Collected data
_ _ _

use serde::{Deserialize, Serialize};
use chrono::NaiveDate;
use crate::media::MediaKind;

/// A record that was resolved but kept out of the sync payload
/// (e.g., no catalog match was found for it).
///
/// These stay in the export artifact so they can be fixed by hand.
#[derive(Debug, Clone, Serialize, Deserialize, PartialEq)]
pub struct ExcludedRecord {
    pub title: String,
    #[serde(skip_serializing_if = "Option::is_none")]
    pub subject_id: Option<String>,
    pub kind: MediaKind,
    #[serde(skip_serializing_if = "Option::is_none")]
    pub page_date: Option<NaiveDate>,
    pub reason: String,
}
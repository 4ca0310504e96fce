use super::prompts;
use super::ui::is_interactive;
use crate::output::Output;
use color_eyre::eyre::WrapErr;
use color_eyre::Result;
use history_sync_config::{Config, CredentialStore, PathManager};
use owo_colors::OwoColorize;
use serde_json::json;

pub fn run_config(cmd: crate::ConfigCommands, output: &Output) -> Result<()> {
    match cmd {
        crate::ConfigCommands::Show { full } => show_config(full, output),
        crate::ConfigCommands::Init { force } => init_config(force, output),
    }
}

fn show_config(full: bool, output: &Output) -> Result<()> {
    let paths = PathManager::default();
    let config_file = paths.config_file();

    if !config_file.exists() {
        output.warn(format!("Configuration file not found at: {}", config_file.display()));
        output.info("Run 'douban2trakt config init' or 'douban2trakt auth' to create it. Defaults are used until then.");
    }

    let config = Config::load_or_default(&config_file)
        .wrap_err_with(|| format!("Failed to load config from {}", config_file.display()))?;

    let mut store = CredentialStore::new(paths.credentials_file());
    // Unreadable credentials only hide the token status
    let has_token = store.load().is_ok() && store.get_trakt_access_token().is_some();
    let token_expires = store.get_trakt_token_expires();

    let secret = |s: &str| if full { s.to_string() } else { mask_string(s) };

    if output.is_human() {
        if output.is_quiet() {
            return Ok(());
        }
        println!("\n{}", "Configuration".bright_cyan().bold());
        output.summary("Files", &[("Config", config_file.display().to_string())]);
        output.summary(
            "Douban",
            &[
                ("User ID", or_not_set(&config.douban.user_id)),
                ("Statuses", config.douban.statuses.join(", ")),
                ("Page size", config.douban.page_size.to_string()),
                ("Max empty pages", config.douban.max_empty_pages.to_string()),
                ("Deep refine", config.refine.deep_refine.to_string()),
                (
                    "Deep refine window",
                    config
                        .refine
                        .window_days
                        .map_or_else(|| "unlimited".to_string(), |d| format!("{} days", d)),
                ),
            ],
        );
        output.summary(
            "Trakt",
            &[
                ("Client ID", secret(&config.trakt.client_id)),
                ("Client Secret", secret(&config.trakt.client_secret)),
                (
                    "Access token",
                    match (has_token, token_expires) {
                        (true, Some(at)) => format!("stored, expires {}", at.to_rfc3339()),
                        (true, None) => "stored".to_string(),
                        (false, _) => "<not set>".to_string(),
                    },
                ),
            ],
        );
        output.summary(
            "Sync",
            &[
                ("Mode", config.sync.mode.to_string()),
                ("Batch size", config.sync.batch_size.to_string()),
                ("Request delay", format!("{} ms", config.pacing.request_delay_ms)),
                ("Batch delay", format!("{} ms", config.pacing.batch_delay_ms)),
                ("Feed page delay", format!("{} ms", config.pacing.feed_page_delay_ms)),
                ("HTTP timeout", format!("{} s", config.http.timeout_secs)),
            ],
        );
    } else {
        let mut value = serde_json::to_value(&config)?;
        if let Some(trakt) = value.get_mut("trakt").and_then(|t| t.as_object_mut()) {
            trakt.insert("client_id".to_string(), json!(secret(&config.trakt.client_id)));
            trakt.insert("client_secret".to_string(), json!(secret(&config.trakt.client_secret)));
        }
        output.json(&json!({
            "config_file": config_file.display().to_string(),
            "config": value,
            "trakt_token_stored": has_token,
        }));
    }

    Ok(())
}

fn init_config(force: bool, output: &Output) -> Result<()> {
    let paths = PathManager::default();
    paths
        .ensure_directories()
        .map_err(|e| color_eyre::eyre::eyre!("Failed to create configuration directories: {}", e))?;
    let config_file = paths.config_file();

    if config_file.exists() && !force {
        let overwrite = is_interactive()
            && prompts::prompt_yes_no(
                &format!("{} already exists. Overwrite with defaults?", config_file.display()),
                false,
            )?;
        if !overwrite {
            output.warn(format!(
                "Keeping existing configuration at {} (use --force to overwrite)",
                config_file.display()
            ));
            return Ok(());
        }
    }

    Config::default()
        .save_to_file(&config_file)
        .wrap_err_with(|| format!("Failed to save config to {}", config_file.display()))?;
    output.success(format!("Wrote default configuration to {}", config_file.display()));
    output.info("Set [douban].user_id, then run 'douban2trakt auth' to connect Trakt.");
    Ok(())
}

fn or_not_set(s: &str) -> String {
    if s.trim().is_empty() {
        "<not set>".to_string()
    } else {
        s.to_string()
    }
}

fn mask_string(s: &str) -> String {
    if s.is_empty() || s == "YOUR_CLIENT_ID" || s == "YOUR_CLIENT_SECRET" {
        return "<not set>".to_string();
    }
    let chars: Vec<char> = s.chars().collect();
    if chars.len() <= 4 {
        return "*".repeat(chars.len());
    }
    let head: String = chars[..2].iter().collect();
    let tail: String = chars[chars.len() - 2..].iter().collect();
    format!("{}***{}", head, tail)
}

#[cfg(test)]
mod tests {
    use super::*;

    #[test]
    fn test_mask_string() {
        assert_eq!(mask_string(""), "<not set>");
        assert_eq!(mask_string("abcd"), "****");
        assert_eq!(mask_string("abcdef123456"), "ab***56");
    }
}
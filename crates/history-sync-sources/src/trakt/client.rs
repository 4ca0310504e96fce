use anyhow::Result;
use async_trait::async_trait;
use chrono::Utc;
use history_sync_config::{CredentialStore, HttpConfig};
use history_sync_models::{CatalogCandidate, MediaKind, SyncMode, SyncPayload};
use reqwest::Client;
use std::sync::Arc;
use tracing::info;

use crate::error::SourceError;
use crate::http::build_client;
use crate::traits::{CatalogSearch, SyncTransport, TransportResponse};
use crate::trakt::{api, auth};

#[derive(Clone)]
pub struct TraktClient {
    client: Arc<Client>,
    base_url: String,
    client_id: String,
    client_secret: String,
    access_token: Option<String>,
}

impl TraktClient {
    pub fn new(client: Client, client_id: impl Into<String>) -> Self {
        Self {
            client: Arc::new(client),
            base_url: api::API_BASE_URL.to_string(),
            client_id: client_id.into(),
            client_secret: String::new(),
            access_token: None,
        }
    }

    pub fn from_config(http: &HttpConfig, client_id: impl Into<String>) -> Result<Self, SourceError> {
        Ok(Self::new(build_client(http)?, client_id))
    }

    pub fn with_client_secret(mut self, client_secret: impl Into<String>) -> Self {
        self.client_secret = client_secret.into();
        self
    }

    pub fn with_access_token(mut self, access_token: impl Into<String>) -> Self {
        self.access_token = Some(access_token.into());
        self
    }

    pub fn http(&self) -> &Client {
        &self.client
    }

    fn access_token(&self) -> Result<&str, SourceError> {
        self.access_token
            .as_deref()
            .ok_or(SourceError::NotAuthenticated("trakt"))
    }

    /// Load the stored token, refreshing it first when it is about to expire
    /// and a refresh token plus client secret are available.
    pub async fn authenticate_from_store(&mut self, store: &mut CredentialStore) -> Result<()> {
        if store.has_fresh_trakt_token(Utc::now()) {
            if let Some(token) = store.get_trakt_access_token() {
                self.access_token = Some(token.clone());
                info!("Using saved Trakt access token");
                return Ok(());
            }
        }

        let refresh_token = store.get_trakt_refresh_token().cloned();
        match refresh_token {
            Some(refresh_token) if !self.client_secret.is_empty() => {
                info!("Trakt access token expired or expiring soon, refreshing");
                let token_info = auth::refresh_access_token(
                    &self.client,
                    &self.client_id,
                    &self.client_secret,
                    &refresh_token,
                )
                .await?;
                self.access_token = Some(token_info.access_token.clone());
                store.set_trakt_access_token(token_info.access_token);
                store.set_trakt_refresh_token(token_info.refresh_token);
                store.set_trakt_token_expires(token_info.expires_at);
                store.save()?;
                Ok(())
            }
            _ => Err(anyhow::anyhow!(
                "No valid Trakt access token. Run `douban2trakt auth` or pass --trakt-token"
            )),
        }
    }

    pub async fn username(&self) -> Result<String, SourceError> {
        api::get_username(&self.client, &self.base_url, self.access_token()?, &self.client_id).await
    }
}

#[async_trait]
impl CatalogSearch for TraktClient {
    async fn search(
        &self,
        query: &str,
        kind: MediaKind,
    ) -> Result<Vec<CatalogCandidate>, SourceError> {
        api::search(&self.client, &self.base_url, &self.client_id, query, kind).await
    }
}

#[async_trait]
impl SyncTransport for TraktClient {
    async fn post_sync(
        &self,
        target: SyncMode,
        payload: &SyncPayload,
    ) -> Result<TransportResponse, SourceError> {
        let token = self.access_token()?;
        api::post_sync(&self.client, &self.base_url, token, &self.client_id, target, payload).await
    }
}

_ _ _

**Work request**
Using the records above, report how many lines include "return", with no words around the number.

**Solution to this exercise**
5